§ **ACTIVITY**:
Repeat the entries below in full, with every character unchanged.

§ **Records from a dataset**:
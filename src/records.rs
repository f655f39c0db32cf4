//! Core row type for the daily rentals dataset, plus the fixed-order
//! calendar categories used as grouping keys.

use std::fmt;
use std::str::FromStr;

use anyhow::bail;
use chrono::{Datelike, NaiveDate};
use serde::{Deserialize, Deserializer, Serialize, Serializer};

/// Calendar months in fixed order. Grouping keys sort by declaration order,
/// never by label, so January always precedes February in any output table.
#[derive(Debug, Clone, Copy, PartialEq, Eq, PartialOrd, Ord, Hash)]
pub enum Month {
    Jan,
    Feb,
    Mar,
    Apr,
    May,
    Jun,
    Jul,
    Aug,
    Sep,
    Oct,
    Nov,
    Dec,
}

impl Month {
    pub const ALL: [Month; 12] = [
        Month::Jan,
        Month::Feb,
        Month::Mar,
        Month::Apr,
        Month::May,
        Month::Jun,
        Month::Jul,
        Month::Aug,
        Month::Sep,
        Month::Oct,
        Month::Nov,
        Month::Dec,
    ];

    pub fn label(self) -> &'static str {
        match self {
            Month::Jan => "Jan",
            Month::Feb => "Feb",
            Month::Mar => "Mar",
            Month::Apr => "Apr",
            Month::May => "May",
            Month::Jun => "Jun",
            Month::Jul => "Jul",
            Month::Aug => "Aug",
            Month::Sep => "Sep",
            Month::Oct => "Oct",
            Month::Nov => "Nov",
            Month::Dec => "Dec",
        }
    }

    /// Month from a 1-based calendar ordinal.
    pub fn from_ordinal(n: u32) -> Option<Month> {
        (1..=12).contains(&n).then(|| Self::ALL[(n - 1) as usize])
    }

    pub fn from_date(date: NaiveDate) -> Month {
        Self::ALL[date.month0() as usize]
    }
}

impl FromStr for Month {
    type Err = anyhow::Error;

    /// Accepts a 1-12 ordinal, a three-letter abbreviation, or a full
    /// month name, case-insensitively.
    fn from_str(s: &str) -> Result<Self, Self::Err> {
        let key = s.trim();
        if let Ok(n) = key.parse::<u32>() {
            return match Month::from_ordinal(n) {
                Some(m) => Ok(m),
                None => bail!("month ordinal out of range: {n}"),
            };
        }
        let lower = key.to_ascii_lowercase();
        let month = match lower.get(..3) {
            Some("jan") => Month::Jan,
            Some("feb") => Month::Feb,
            Some("mar") => Month::Mar,
            Some("apr") => Month::Apr,
            Some("may") => Month::May,
            Some("jun") => Month::Jun,
            Some("jul") => Month::Jul,
            Some("aug") => Month::Aug,
            Some("sep") => Month::Sep,
            Some("oct") => Month::Oct,
            Some("nov") => Month::Nov,
            Some("dec") => Month::Dec,
            _ => bail!("unrecognized month `{s}`"),
        };
        Ok(month)
    }
}

impl fmt::Display for Month {
    fn fmt(&self, f: &mut fmt::Formatter<'_>) -> fmt::Result {
        f.write_str(self.label())
    }
}

impl Serialize for Month {
    fn serialize<S: Serializer>(&self, serializer: S) -> Result<S::Ok, S::Error> {
        serializer.serialize_str(self.label())
    }
}

impl<'de> Deserialize<'de> for Month {
    fn deserialize<D: Deserializer<'de>>(deserializer: D) -> Result<Self, D::Error> {
        let raw = String::deserialize(deserializer)?;
        raw.parse().map_err(serde::de::Error::custom)
    }
}

/// Days of the week, Sunday first. As with [`Month`], declaration order is
/// the ordering contract for every table keyed by weekday.
#[derive(Debug, Clone, Copy, PartialEq, Eq, PartialOrd, Ord, Hash)]
pub enum Weekday {
    Sunday,
    Monday,
    Tuesday,
    Wednesday,
    Thursday,
    Friday,
    Saturday,
}

impl Weekday {
    pub const ALL: [Weekday; 7] = [
        Weekday::Sunday,
        Weekday::Monday,
        Weekday::Tuesday,
        Weekday::Wednesday,
        Weekday::Thursday,
        Weekday::Friday,
        Weekday::Saturday,
    ];

    pub fn label(self) -> &'static str {
        match self {
            Weekday::Sunday => "Sunday",
            Weekday::Monday => "Monday",
            Weekday::Tuesday => "Tuesday",
            Weekday::Wednesday => "Wednesday",
            Weekday::Thursday => "Thursday",
            Weekday::Friday => "Friday",
            Weekday::Saturday => "Saturday",
        }
    }

    pub fn from_date(date: NaiveDate) -> Weekday {
        match date.weekday() {
            chrono::Weekday::Sun => Weekday::Sunday,
            chrono::Weekday::Mon => Weekday::Monday,
            chrono::Weekday::Tue => Weekday::Tuesday,
            chrono::Weekday::Wed => Weekday::Wednesday,
            chrono::Weekday::Thu => Weekday::Thursday,
            chrono::Weekday::Fri => Weekday::Friday,
            chrono::Weekday::Sat => Weekday::Saturday,
        }
    }
}

impl FromStr for Weekday {
    type Err = anyhow::Error;

    /// Accepts a 0-6 ordinal (0 = Sunday), a three-letter abbreviation, or
    /// a full day name, case-insensitively.
    fn from_str(s: &str) -> Result<Self, Self::Err> {
        let key = s.trim();
        if let Ok(n) = key.parse::<usize>() {
            return match Weekday::ALL.get(n) {
                Some(&d) => Ok(d),
                None => bail!("weekday ordinal out of range: {n}"),
            };
        }
        let lower = key.to_ascii_lowercase();
        let day = match lower.get(..3) {
            Some("sun") => Weekday::Sunday,
            Some("mon") => Weekday::Monday,
            Some("tue") => Weekday::Tuesday,
            Some("wed") => Weekday::Wednesday,
            Some("thu") => Weekday::Thursday,
            Some("fri") => Weekday::Friday,
            Some("sat") => Weekday::Saturday,
            _ => bail!("unrecognized weekday `{s}`"),
        };
        Ok(day)
    }
}

impl fmt::Display for Weekday {
    fn fmt(&self, f: &mut fmt::Formatter<'_>) -> fmt::Result {
        f.write_str(self.label())
    }
}

impl Serialize for Weekday {
    fn serialize<S: Serializer>(&self, serializer: S) -> Result<S::Ok, S::Error> {
        serializer.serialize_str(self.label())
    }
}

impl<'de> Deserialize<'de> for Weekday {
    fn deserialize<D: Deserializer<'de>>(deserializer: D) -> Result<Self, D::Error> {
        let raw = String::deserialize(deserializer)?;
        raw.parse().map_err(serde::de::Error::custom)
    }
}

/// One row of the daily rentals CSV.
#[derive(Debug, Clone, Deserialize)]
pub struct RentalRecord {
    pub dteday: NaiveDate,
    pub season: String,
    pub weathersit: String,
    #[serde(deserialize_with = "bool_flag")]
    pub workingday: bool,
    pub weekday: Weekday,
    pub mnth: Month,
    pub yr: String,
    pub registered: u64,
    pub casual: u64,
    pub cnt: u64,
}

impl RentalRecord {
    /// True when the total column equals registered + casual.
    pub fn is_consistent(&self) -> bool {
        self.cnt == self.registered + self.casual
    }
}

fn bool_flag<'de, D: Deserializer<'de>>(deserializer: D) -> Result<bool, D::Error> {
    let raw = String::deserialize(deserializer)?;
    match raw.trim().to_ascii_lowercase().as_str() {
        "1" | "true" | "yes" => Ok(true),
        "0" | "false" | "no" => Ok(false),
        other => Err(serde::de::Error::custom(format!(
            "unrecognized working-day flag `{other}`"
        ))),
    }
}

§ **EXERCISE RESPONSE**:
filename src/records.rs
repository f655f39c0db32cf4
//! Core row type for the daily rentals dataset, plus the fixed-order
//! calendar categories used as grouping keys.

use std::fmt;
use std::str::FromStr;

use anyhow::bail;
use chrono::{Datelike, NaiveDate};
use serde::{Deserialize, Deserializer, Serialize, Serializer};

/// Calendar months in fixed order. Grouping keys sort by declaration order,
/// never by label, so January always precedes February in any output table.
#[derive(Debug, Clone, Copy, PartialEq, Eq, PartialOrd, Ord, Hash)]
pub enum Month {
    Jan,
    Feb,
    Mar,
    Apr,
    May,
    Jun,
    Jul,
    Aug,
    Sep,
    Oct,
    Nov,
    Dec,
}

impl Month {
    pub const ALL: [Month; 12] = [
        Month::Jan,
        Month::Feb,
        Month::Mar,
        Month::Apr,
        Month::May,
        Month::Jun,
        Month::Jul,
        Month::Aug,
        Month::Sep,
        Month::Oct,
        Month::Nov,
        Month::Dec,
    ];

    pub fn label(self) -> &'static str {
        match self {
            Month::Jan => "Jan",
            Month::Feb => "Feb",
            Month::Mar => "Mar",
            Month::Apr => "Apr",
            Month::May => "May",
            Month::Jun => "Jun",
            Month::Jul => "Jul",
            Month::Aug => "Aug",
            Month::Sep => "Sep",
            Month::Oct => "Oct",
            Month::Nov => "Nov",
            Month::Dec => "Dec",
        }
    }

    /// Month from a 1-based calendar ordinal.
    pub fn from_ordinal(n: u32) -> Option<Month> {
        (1..=12).contains(&n).then(|| Self::ALL[(n - 1) as usize])
    }

    pub fn from_date(date: NaiveDate) -> Month {
        Self::ALL[date.month0() as usize]
    }
}

impl FromStr for Month {
    type Err = anyhow::Error;

    /// Accepts a 1-12 ordinal, a three-letter abbreviation, or a full
    /// month name, case-insensitively.
    fn from_str(s: &str) -> Result<Self, Self::Err> {
        let key = s.trim();
        if let Ok(n) = key.parse::<u32>() {
            return match Month::from_ordinal(n) {
                Some(m) => Ok(m),
                None => bail!("month ordinal out of range: {n}"),
            };
        }
        let lower = key.to_ascii_lowercase();
        let month = match lower.get(..3) {
            Some("jan") => Month::Jan,
            Some("feb") => Month::Feb,
            Some("mar") => Month::Mar,
            Some("apr") => Month::Apr,
            Some("may") => Month::May,
            Some("jun") => Month::Jun,
            Some("jul") => Month::Jul,
            Some("aug") => Month::Aug,
            Some("sep") => Month::Sep,
            Some("oct") => Month::Oct,
            Some("nov") => Month::Nov,
            Some("dec") => Month::Dec,
            _ => bail!("unrecognized month `{s}`"),
        };
        Ok(month)
    }
}

impl fmt::Display for Month {
    fn fmt(&self, f: &mut fmt::Formatter<'_>) -> fmt::Result {
        f.write_str(self.label())
    }
}

impl Serialize for Month {
    fn serialize<S: Serializer>(&self, serializer: S) -> Result<S::Ok, S::Error> {
        serializer.serialize_str(self.label())
    }
}

impl<'de> Deserialize<'de> for Month {
    fn deserialize<D: Deserializer<'de>>(deserializer: D) -> Result<Self, D::Error> {
        let raw = String::deserialize(deserializer)?;
        raw.parse().map_err(serde::de::Error::custom)
    }
}

/// Days of the week, Sunday first. As with [`Month`], declaration order is
/// the ordering contract for every table keyed by weekday.
#[derive(Debug, Clone, Copy, PartialEq, Eq, PartialOrd, Ord, Hash)]
pub enum Weekday {
    Sunday,
    Monday,
    Tuesday,
    Wednesday,
    Thursday,
    Friday,
    Saturday,
}

impl Weekday {
    pub const ALL: [Weekday; 7] = [
        Weekday::Sunday,
        Weekday::Monday,
        Weekday::Tuesday,
        Weekday::Wednesday,
        Weekday::Thursday,
        Weekday::Friday,
        Weekday::Saturday,
    ];

    pub fn label(self) -> &'static str {
        match self {
            Weekday::Sunday => "Sunday",
            Weekday::Monday => "Monday",
            Weekday::Tuesday => "Tuesday",
            Weekday::Wednesday => "Wednesday",
            Weekday::Thursday => "Thursday",
            Weekday::Friday => "Friday",
            Weekday::Saturday => "Saturday",
        }
    }

    pub fn from_date(date: NaiveDate) -> Weekday {
        match date.weekday() {
            chrono::Weekday::Sun => Weekday::Sunday,
            chrono::Weekday::Mon => Weekday::Monday,
            chrono::Weekday::Tue => Weekday::Tuesday,
            chrono::Weekday::Wed => Weekday::Wednesday,
            chrono::Weekday::Thu => Weekday::Thursday,
            chrono::Weekday::Fri => Weekday::Friday,
            chrono::Weekday::Sat => Weekday::Saturday,
        }
    }
}

impl FromStr for Weekday {
    type Err = anyhow::Error;

    /// Accepts a 0-6 ordinal (0 = Sunday), a three-letter abbreviation, or
    /// a full day name, case-insensitively.
    fn from_str(s: &str) -> Result<Self, Self::Err> {
        let key = s.trim();
        if let Ok(n) = key.parse::<usize>() {
            return match Weekday::ALL.get(n) {
                Some(&d) => Ok(d),
                None => bail!("weekday ordinal out of range: {n}"),
            };
        }
        let lower = key.to_ascii_lowercase();
        let day = match lower.get(..3) {
            Some("sun") => Weekday::Sunday,
            Some("mon") => Weekday::Monday,
            Some("tue") => Weekday::Tuesday,
            Some("wed") => Weekday::Wednesday,
            Some("thu") => Weekday::Thursday,
            Some("fri") => Weekday::Friday,
            Some("sat") => Weekday::Saturday,
            _ => bail!("unrecognized weekday `{s}`"),
        };
        Ok(day)
    }
}

impl fmt::Display for Weekday {
    fn fmt(&self, f: &mut fmt::Formatter<'_>) -> fmt::Result {
        f.write_str(self.label())
    }
}

impl Serialize for Weekday {
    fn serialize<S: Serializer>(&self, serializer: S) -> Result<S::Ok, S::Error> {
        serializer.serialize_str(self.label())
    }
}

impl<'de> Deserialize<'de> for Weekday {
    fn deserialize<D: Deserializer<'de>>(deserializer: D) -> Result<Self, D::Error> {
        let raw = String::deserialize(deserializer)?;
        raw.parse().map_err(serde::de::Error::custom)
    }
}

/// One row of the daily rentals CSV.
#[derive(Debug, Clone, Deserialize)]
pub struct RentalRecord {
    pub dteday: NaiveDate,
    pub season: String,
    pub weathersit: String,
    #[serde(deserialize_with = "bool_flag")]
    pub workingday: bool,
    pub weekday: Weekday,
    pub mnth: Month,
    pub yr: String,
    pub registered: u64,
    pub casual: u64,
    pub cnt: u64,
}

impl RentalRecord {
    /// True when the total column equals registered + casual.
    pub fn is_consistent(&self) -> bool {
        self.cnt == self.registered + self.casual
    }
}

fn bool_flag<'de, D: Deserializer<'de>>(deserializer: D) -> Result<bool, D::Error> {
    let raw = String::deserialize(deserializer)?;
    match raw.trim().to_ascii_lowercase().as_str() {
        "1" | "true" | "yes" => Ok(true),
        "0" | "false" | "no" => Ok(false),
        other => Err(serde::de::Error::custom(format!(
            "unrecognized working-day flag `{other}`"
        ))),
    }
}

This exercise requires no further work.